Extended-release calcifediol in stage 3-4 chronic kidney disease: a new therapy for the treatment of secondary hyperparathyroidism associated with hypovitaminosis D

Mario Cozzolino  1 Paola Minghetti  2 Pierluigi Navarra  3
Affiliations
Review

Extended-release calcifediol in stage 3-4 chronic kidney disease: a new therapy for the treatment of secondary hyperparathyroidism associated with hypovitaminosis D

Mario Cozzolino et al. J Nephrol. 2022 Apr.

Abstract

A high percentage of patients with chronic kidney disease have hypovitaminosis D, which is a driver of secondary hyperparathyroidism and an important factor in chronic kidney disease-mineral and bone disorder.
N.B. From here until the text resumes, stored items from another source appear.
use std::io::ErrorKind;
use std::path::{Path, PathBuf};

use anyhow::{Context, Result};
use async_trait::async_trait;
use tokio::fs;

/// Content store for file bytes, keyed by the catalog's storage key.
#[async_trait]
pub trait FileStore: Send + Sync + 'static {
    /// Writes the full payload and returns the number of bytes persisted.
    async fn put(&self, key: &str, bytes: Vec<u8>) -> Result<u64>;

    async fn get(&self, key: &str) -> Result<Vec<u8>>;

    /// Removes the entry; missing entries are not an error.
    async fn delete(&self, key: &str) -> Result<()>;

    async fn exists(&self, key: &str) -> bool;
}

/// Filesystem-backed store: one entry per catalog row inside a single
/// content directory.
pub struct LocalStore {
    root: PathBuf,
}

impl LocalStore {
    pub fn new(root: impl Into<PathBuf>) -> Self {
        Self { root: root.into() }
    }

    /// Creates the content directory if absent. Failure here is fatal to
    /// startup.
    pub async fn create(root: impl Into<PathBuf>) -> Result<Self> {
        let root = root.into();
        fs::create_dir_all(&root)
            .await
            .with_context(|| format!("failed to create storage directory {}", root.display()))?;
        Ok(Self { root })
    }

    pub fn root(&self) -> &Path {
        &self.root
    }

    fn path_for(&self, key: &str) -> PathBuf {
        self.root.join(key)
    }
}

#[async_trait]
impl FileStore for LocalStore {
    async fn put(&self, key: &str, bytes: Vec<u8>) -> Result<u64> {
        let path = self.path_for(key);
        let len = bytes.len() as u64;
        fs::write(&path, bytes)
            .await
            .with_context(|| format!("failed to write {}", path.display()))?;
        Ok(len)
    }

    async fn get(&self, key: &str) -> Result<Vec<u8>> {
        let path = self.path_for(key);
        fs::read(&path)
            .await
            .with_context(|| format!("failed to read {}", path.display()))
    }

    async fn delete(&self, key: &str) -> Result<()> {
        let path = self.path_for(key);
        match fs::remove_file(&path).await {
            Ok(()) => Ok(()),
            Err(err) if err.kind() == ErrorKind::NotFound => Ok(()),
            Err(err) => Err(err).with_context(|| format!("failed to delete {}", path.display())),
        }
    }

    async fn exists(&self, key: &str) -> bool {
        fs::try_exists(self.path_for(key)).await.unwrap_or(false)
    }
}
Vitamin D deficiency (serum total 25-OH vitamin D levels < 30 ng/mL) occurs early in the course of chronic kidney disease and treatment guidelines recommend early intervention to restore 25-OH vitamin D levels as a first step to prevent/delay the onset/progression of secondary hyperparathyroidism. The vitamin D forms administered to replace 25-OH vitamin D include cholecalciferol, ergocalciferol, and immediate- or extended-release formulations of calcifediol. Most patients with intermediate-stage chronic kidney disease will develop secondary hyperparathyroidism before dialysis is required. Control of parathyroid hormone levels becomes a major focus of therapy in these patients. This article focuses on the position of extended-release calcifediol in the treatment of patients with stage 3-4 chronic kidney disease and secondary hyperparathyroidism with hypovitaminosis D. Several characteristics of extended-release calcifediol support its use in the intermediate stages of chronic kidney disease. The pharmacokinetics of extended-release calcifediol make it effective for replenishing 25-OH vitamin D levels, with minimal impact on vitamin D catabolism from fibroblast-growth factor-23 and CYP24A1 upregulation. Extended-release calcifediol increases circulating 25-OH vitamin D levels in a dose-dependent manner and lowers parathyroid hormone levels by a clinically relevant extent, comparable to what can be achieved by administering active vitamin D analogues, though with a lower risk of hypercalcaemia and hyperphosphataemia. Active vitamin D analogues are reserved for patients undergoing dialysis or pre-dialysis patients with severe progressive secondary hyperparathyroidism.

Keywords: Calcifediol; Chronic kidney disease; Parathyroid hormone; Secondary hyperparathyroidism; Vitamin D; Vitamin D insufficiency.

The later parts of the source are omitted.